From DavidD (seen in its original context here): 

Playing is learning, for adults as well as children. This is why I never worry when prayer becomes dry in Church. It is still good for me to “play” Church until my heart returns. After all we baptize our children long before they can know what it is we are doing. The learning comes AFTER the doing. And what a wonderful thing to watch them do!

I recently had a friend tell me it was obvious that I respect religious traditions, and that’s true. I love tradition, in both practice and as a matter of purely anthropological interest.

But lately I’ve come to realize that part of what makes tradition so appealing to me is its inherent link to ritual, and the link of ritual to repetition.

I’m a person who has had a lot of doubts through the years, but I have found in the last couple of years that a lot of ritual repetition can be quite faith affirming. The former Evangelical in me wants to think that doing the same thing over and over is just rote, vain repetitions done to feel religious, but I cannot deny that after 150 Jesus prayers in times of doubt, my doubts dissolve. I learn, and affirm, by doing.
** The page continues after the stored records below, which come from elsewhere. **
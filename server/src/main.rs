mod config;

use std::net::SocketAddr;

use axum::{Router, routing::get};
use clap::Parser;
use redis_connection::{CacheLayer, CacheStore};
use tower_http::{cors::CorsLayer, trace::TraceLayer};
use tracing::{info, warn};
use tracing_subscriber::{layer::SubscriberExt, util::SubscriberInitExt};
use utoipa::OpenApi;
use utoipa_rapidoc::RapiDoc;
use video_cache_keys::VideoCache;
use video_dao::{VideoDao, seed::sample_videos};
use video_http::VideoServices;

use crate::config::ServerConfig;

#[tokio::main]
async fn main() -> anyhow::Result<()> {
    dotenvy::dotenv().ok();

    tracing_subscriber::registry()
        .with(tracing_subscriber::EnvFilter::new(
            std::env::var("RUST_LOG").unwrap_or_else(|_| "info".into()),
        ))
        .with(tracing_subscriber::fmt::layer())
        .init();

    let config = ServerConfig::parse();

    info!("Connecting cache backend: {}", config.cache_backend);
    let store =
        CacheStore::from_kind(config.cache_backend, &config.redis(), &config.memory())
            .await;
    if store.is_connected() {
        info!("Cache backend ready");
    }
    else {
        warn!("Cache unavailable, serving every request from the source");
    }

    let video_dao = if config.seed_sample_videos {
        info!("Seeding sample videos");
        VideoDao::with_videos(sample_videos())
    }
    else {
        VideoDao::new()
    };

    let cache = VideoCache::new(CacheLayer::new(store.clone()));
    let services = VideoServices::new(video_dao, cache)
        .with_admin_token(config.admin_token.clone());
    if services.admin_token().is_none() {
        warn!("ADMIN_TOKEN not set, admin cache routes are disabled");
    }

    let app = Router::new()
        .merge(video_http::router(services))
        .merge(RapiDoc::new("/api-docs/openapi.json").path("/docs"))
        .route(
            "/api-docs/openapi.json",
            get(|| async { axum::Json(ApiDoc::openapi()) }),
        )
        .layer(CorsLayer::permissive())
        .layer(TraceLayer::new_for_http());

    let addr = SocketAddr::from(([0, 0, 0, 0], config.port));
    info!("Video server starting on {}", addr);

    let listener = tokio::net::TcpListener::bind(addr).await?;
    axum::serve(listener, app)
        .with_graceful_shutdown(shutdown_signal())
        .await?;

    store.close().await;
    info!("Server stopped");

    Ok(())
}

async fn shutdown_signal() {
    if let Err(err) = tokio::signal::ctrl_c().await {
        warn!("Failed to listen for shutdown signal: {err}");
        std::future::pending::<()>().await;
    }
    info!("Shutdown signal received");
}

#[derive(OpenApi)]
#[openapi(
    paths(
        video_http::admin::health_check,
        video_http::list_videos,
        video_http::trending_videos,
        video_http::search_videos,
        video_http::get_video,
        video_http::publish_video,
        video_http::update_video,
        video_http::delete_video,
        video_http::toggle_like,
        video_http::get_recommendations,
        video_http::record_feedback,
        video_http::admin::cache_stats,
        video_http::admin::evict_video,
        video_http::admin::flush_cache
    ),
    components(
        schemas(
            video_responses::VideoResponse,
            video_responses::VideoPage,
            video_responses::Pagination,
            video_responses::LikeResponse,
            video_responses::RecommendationsResponse,
            video_responses::MessageResponse,
            video_commands::PublishVideoCommand,
            video_commands::UpdateVideoCommand,
            video_commands::ToggleLikeCommand,
            video_commands::RecordFeedbackCommand,
            video_http::admin::HealthResponse,
            video_http::admin::CacheEvictionResponse,
            video_http::admin::CacheFlushResponse,
            common_errors::ApiErrorResponse,
        )
    ),
    tags(
        (name = "health", description = "Health check endpoints"),
        (name = "videos", description = "Video catalog endpoints"),
        (name = "recommendations", description = "Per-viewer recommendations"),
        (name = "cache", description = "Cache administration endpoints")
    ),
    info(
        title = "Video Cache API",
        description = "Video API served through a read-through cache",
        version = "1.0.0"
    )
)]
struct ApiDoc;
use std::sync::atomic::{AtomicU64, Ordering};

use serde::Serialize;

/// Hit/miss accounting for the read-through layer.
#[derive(Debug, Default)]
pub struct CacheMetrics {
    pub hits: AtomicU64,
    pub misses: AtomicU64,
    pub populate_failures: AtomicU64,
    pub invalidations: AtomicU64,
    pub keys_swept: AtomicU64,
}

#[derive(Debug, Clone, Copy, Default, PartialEq, Eq, Serialize)]
#[serde(rename_all = "camelCase")]
pub struct MetricsSnapshot {
    pub hits: u64,
    pub misses: u64,
    pub populate_failures: u64,
    pub invalidations: u64,
    pub keys_swept: u64,
}

impl CacheMetrics {
    pub fn record_hit(&self) { self.hits.fetch_add(1, Ordering::Relaxed); }

    pub fn record_miss(&self) { self.misses.fetch_add(1, Ordering::Relaxed); }

    pub fn record_populate_failure(&self) {
        self.populate_failures.fetch_add(1, Ordering::Relaxed);
    }

    pub fn record_invalidation(&self, swept: u64) {
        self.invalidations.fetch_add(1, Ordering::Relaxed);
        self.keys_swept.fetch_add(swept, Ordering::Relaxed);
    }

    pub fn snapshot(&self) -> MetricsSnapshot {
        MetricsSnapshot {
            hits: self.hits.load(Ordering::Relaxed),
            misses: self.misses.load(Ordering::Relaxed),
            populate_failures: self.populate_failures.load(Ordering::Relaxed),
            invalidations: self.invalidations.load(Ordering::Relaxed),
            keys_swept: self.keys_swept.load(Ordering::Relaxed),
        }
    }
}

impl MetricsSnapshot {
    /// Share of lookups served from the cache, `0.0` before any lookup.
    pub fn hit_ratio(&self) -> f64 {
        let lookups = self.hits + self.misses;
        if lookups == 0 {
            return 0.0;
        }
        self.hits as f64 / lookups as f64
    }
}

#[cfg(test)]
mod tests {
    use super::*;

    #[test]
    fn counters_accumulate() {
        let metrics = CacheMetrics::default();
        metrics.record_hit();
        metrics.record_miss();
        metrics.record_miss();
        metrics.record_invalidation(3);
        metrics.record_invalidation(0);

        let snapshot = metrics.snapshot();

        assert_eq!(snapshot.hits, 1);
        assert_eq!(snapshot.misses, 2);
        assert_eq!(snapshot.invalidations, 2);
        assert_eq!(snapshot.keys_swept, 3);
    }

    #[test]
    fn hit_ratio_without_lookups_is_zero() {
        assert_eq!(MetricsSnapshot::default().hit_ratio(), 0.0);
    }
}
There is a danger of thinking that the devotions of the Church are magical (just like many Evangelicals are guilty of thinking that Bible reading will fix their problems instantaneously), and those practices should never be separated from the teachings of the Savior and the Apostles by way of the scriptures and apostolic teachings of the Church (after all, they aren’t mantras), but they are useful in beating back both doubts and demons. When I find myself unable to pray, I can always begin with “Our Father, Who art in Heaven…,” and follow with “Oh Heavenly King, Oh Comforter, the Spirit of Truth, who is in all places and fillest all things, treasury of good things and giver of life, come and abide with us and cleanse us from every stain, and save our souls, oh gracious Lord.”
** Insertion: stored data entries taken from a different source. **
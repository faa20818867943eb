pub mod admin;
pub mod routes;

use std::sync::Arc;

use axum::{
    extract::{Path, Query, State},
    http::StatusCode,
    response::Json,
};
use cache_middleware::CachedJson;
use common_errors::AppError;
use tracing::instrument;
use video_cache_keys::VideoCache;
use video_command_handlers::{
    DeleteVideoHandler, PublishVideoHandler, RecordFeedbackHandler,
    ToggleLikeHandler, UpdateVideoHandler,
};
use video_commands::{
    DeleteVideoCommand, PublishVideoCommand, RecordFeedbackCommand,
    ToggleLikeCommand, UpdateVideoCommand,
};
use video_dao::VideoDao;
use video_queries::{
    GetRecommendationsQuery, GetVideoQuery, ListVideosQuery, SearchVideosQuery,
    TrendingQuery,
};
use video_query_handlers::{
    GetVideoQueryHandler, ListVideosQueryHandler, RecommendationsQueryHandler,
    SearchVideosQueryHandler, TrendingQueryHandler,
};
use video_responses::{
    LikeResponse, MessageResponse, RecommendationsResponse, VideoPage,
    VideoResponse,
};

pub use routes::router;

#[derive(Clone)]
pub struct VideoServices {
    pub publish_video: PublishVideoHandler,
    pub update_video: UpdateVideoHandler,
    pub delete_video: DeleteVideoHandler,
    pub toggle_like: ToggleLikeHandler,
    pub record_feedback: RecordFeedbackHandler,

    pub get_video: GetVideoQueryHandler,
    pub list_videos: ListVideosQueryHandler,
    pub trending: TrendingQueryHandler,
    pub search_videos: SearchVideosQueryHandler,
    pub recommendations: RecommendationsQueryHandler,

    pub cache: VideoCache,
    admin_token: Option<Arc<str>>,
}

impl VideoServices {
    pub fn new(video_dao: VideoDao, cache: VideoCache) -> Self {
        Self {
            publish_video: PublishVideoHandler::new(video_dao.clone(), cache.clone()),
            update_video: UpdateVideoHandler::new(video_dao.clone(), cache.clone()),
            delete_video: DeleteVideoHandler::new(video_dao.clone(), cache.clone()),
            toggle_like: ToggleLikeHandler::new(video_dao.clone(), cache.clone()),
            record_feedback: RecordFeedbackHandler::new(
                video_dao.clone(),
                cache.clone(),
            ),
            get_video: GetVideoQueryHandler::new(video_dao.clone(), cache.clone()),
            list_videos: ListVideosQueryHandler::new(video_dao.clone()),
            trending: TrendingQueryHandler::new(video_dao.clone()),
            search_videos: SearchVideosQueryHandler::new(video_dao.clone()),
            recommendations: RecommendationsQueryHandler::new(video_dao, cache.clone()),
            cache,
            admin_token: None,
        }
    }

    /// Token expected in `x-admin-token`. Without one the admin routes are
    /// closed.
    pub fn with_admin_token(mut self, token: Option<String>) -> Self {
        self.admin_token = token.filter(|t| !t.is_empty()).map(Arc::from);
        self
    }

    pub fn admin_token(&self) -> Option<&str> { self.admin_token.as_deref() }
}

#[utoipa::path(
    get,
    path = "/api/videos",
    params(ListVideosQuery),
    responses(
        (status = 200, description = "Page of videos, newest first", body = VideoPage),
        (status = 500, description = "Internal server error", body = common_errors::ApiErrorResponse)
    ),
    tag = "videos"
)]
#[instrument(skip_all)]
pub async fn list_videos(
    State(services): State<VideoServices>, Query(query): Query<ListVideosQuery>,
) -> Result<Json<VideoPage>, AppError> {
    Ok(Json(services.list_videos.execute(query).await?))
}

#[utoipa::path(
    get,
    path = "/api/videos/trending",
    params(TrendingQuery),
    responses(
        (status = 200, description = "Approved videos by views", body = VideoPage),
        (status = 500, description = "Internal server error", body = common_errors::ApiErrorResponse)
    ),
    tag = "videos"
)]
#[instrument(skip_all)]
pub async fn trending_videos(
    State(services): State<VideoServices>, Query(query): Query<TrendingQuery>,
) -> Result<Json<VideoPage>, AppError> {
    Ok(Json(services.trending.execute(query).await?))
}

#[utoipa::path(
    get,
    path = "/api/videos/search/{query}",
    params(
        ("query" = String, Path, description = "Search text"),
        SearchVideosQuery
    ),
    responses(
        (status = 200, description = "Matching approved videos", body = VideoPage),
        (status = 422, description = "Empty search text", body = common_errors::ApiErrorResponse),
        (status = 500, description = "Internal server error", body = common_errors::ApiErrorResponse)
    ),
    tag = "videos"
)]
#[instrument(skip_all)]
pub async fn search_videos(
    State(services): State<VideoServices>, Path(text): Path<String>,
    Query(mut query): Query<SearchVideosQuery>,
) -> Result<Json<VideoPage>, AppError> {
    query.text = text;
    Ok(Json(services.search_videos.execute(query).await?))
}

#[utoipa::path(
    get,
    path = "/api/videos/{id}",
    params(
        ("id" = String, Path, description = "Video ID")
    ),
    responses(
        (status = 200, description = "Video found; `cached` tells whether it came from the cache", body = VideoResponse),
        (status = 404, description = "Video not found", body = common_errors::ApiErrorResponse),
        (status = 500, description = "Internal server error", body = common_errors::ApiErrorResponse)
    ),
    tag = "videos"
)]
#[instrument(skip_all)]
pub async fn get_video(
    State(services): State<VideoServices>, Path(id): Path<String>,
) -> Result<CachedJson<VideoResponse>, AppError> {
    let query = GetVideoQuery { video_id: id };
    let video = services.get_video.execute(query).await?;

    Ok(CachedJson(video))
}

#[utoipa::path(
    post,
    path = "/api/videos",
    request_body = PublishVideoCommand,
    responses(
        (status = 201, description = "Video published", body = VideoResponse),
        (status = 422, description = "Validation error", body = common_errors::ApiErrorResponse),
        (status = 500, description = "Internal server error", body = common_errors::ApiErrorResponse)
    ),
    tag = "videos"
)]
#[instrument(skip_all)]
pub async fn publish_video(
    State(services): State<VideoServices>,
    Json(command): Json<PublishVideoCommand>,
) -> Result<(StatusCode, Json<VideoResponse>), AppError> {
    let result = services.publish_video.execute(command).await?;

    tracing::info!("Video published: {}", result.id);

    Ok((StatusCode::CREATED, Json(result)))
}

#[utoipa::path(
    put,
    path = "/api/videos/{id}",
    request_body = UpdateVideoCommand,
    params(
        ("id" = String, Path, description = "Video ID")
    ),
    responses(
        (status = 200, description = "Video updated", body = VideoResponse),
        (status = 404, description = "Video not found", body = common_errors::ApiErrorResponse),
        (status = 422, description = "Validation error", body = common_errors::ApiErrorResponse),
        (status = 500, description = "Internal server error", body = common_errors::ApiErrorResponse)
    ),
    tag = "videos"
)]
#[instrument(skip_all)]
pub async fn update_video(
    State(services): State<VideoServices>, Path(id): Path<String>,
    Json(mut command): Json<UpdateVideoCommand>,
) -> Result<Json<VideoResponse>, AppError> {
    command.video_id = id;
    let result = services.update_video.execute(command).await?;

    tracing::info!("Video updated: {}", result.id);

    Ok(Json(result))
}

#[utoipa::path(
    delete,
    path = "/api/videos/{id}",
    params(
        ("id" = String, Path, description = "Video ID")
    ),
    responses(
        (status = 200, description = "Video deleted", body = MessageResponse),
        (status = 404, description = "Video not found", body = common_errors::ApiErrorResponse),
        (status = 500, description = "Internal server error", body = common_errors::ApiErrorResponse)
    ),
    tag = "videos"
)]
#[instrument(skip_all)]
pub async fn delete_video(
    State(services): State<VideoServices>, Path(id): Path<String>,
) -> Result<Json<MessageResponse>, AppError> {
    let command = DeleteVideoCommand { video_id: id };
    let result = services.delete_video.execute(command).await?;

    Ok(Json(result))
}

#[utoipa::path(
    post,
    path = "/api/videos/{id}/like",
    request_body = ToggleLikeCommand,
    params(
        ("id" = String, Path, description = "Video ID")
    ),
    responses(
        (status = 200, description = "Like toggled", body = LikeResponse),
        (status = 404, description = "Video not found", body = common_errors::ApiErrorResponse),
        (status = 422, description = "Missing user id", body = common_errors::ApiErrorResponse),
        (status = 500, description = "Internal server error", body = common_errors::ApiErrorResponse)
    ),
    tag = "videos"
)]
#[instrument(skip_all)]
pub async fn toggle_like(
    State(services): State<VideoServices>, Path(id): Path<String>,
    Json(mut command): Json<ToggleLikeCommand>,
) -> Result<Json<LikeResponse>, AppError> {
    command.video_id = id;
    Ok(Json(services.toggle_like.execute(command).await?))
}

#[utoipa::path(
    get,
    path = "/api/recommendations/{userId}",
    params(
        ("userId" = String, Path, description = "Viewer ID"),
        GetRecommendationsQuery
    ),
    responses(
        (status = 200, description = "Recommended videos", body = RecommendationsResponse),
        (status = 500, description = "Internal server error", body = common_errors::ApiErrorResponse)
    ),
    tag = "recommendations"
)]
#[instrument(skip_all)]
pub async fn get_recommendations(
    State(services): State<VideoServices>, Path(user_id): Path<String>,
    Query(mut query): Query<GetRecommendationsQuery>,
) -> Result<CachedJson<RecommendationsResponse>, AppError> {
    query.user_id = user_id;
    let recommendations = services.recommendations.execute(query).await?;

    Ok(CachedJson(recommendations))
}

#[utoipa::path(
    post,
    path = "/api/recommendations/{userId}/feedback",
    request_body = RecordFeedbackCommand,
    params(
        ("userId" = String, Path, description = "Viewer ID")
    ),
    responses(
        (status = 200, description = "Preferences updated", body = MessageResponse),
        (status = 404, description = "Video not found", body = common_errors::ApiErrorResponse),
        (status = 500, description = "Internal server error", body = common_errors::ApiErrorResponse)
    ),
    tag = "recommendations"
)]
#[instrument(skip_all)]
pub async fn record_feedback(
    State(services): State<VideoServices>, Path(user_id): Path<String>,
    Json(mut command): Json<RecordFeedbackCommand>,
) -> Result<Json<MessageResponse>, AppError> {
    command.user_id = user_id;
    Ok(Json(services.record_feedback.execute(command).await?))
}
And if I am still unable to pray (and I admit, there are still days when this is true), I end with, “Lord, I believe, help my unbelief!” 

(That has probably been the single most repeated prayer in my entire Christian life, even when I eschewed things like liturgy, repetition and planned devotions. This is the closest thing I prayed to a sinner’s prayer in my own Damascus Road experience.)

When in the context of religious practice, I don’t want to stray too far into the thinking that practice makes perfect lest I fall into rote practice, but practice is part of perseverance. And that is why — even when things get dry, to borrow from David — I keep at it.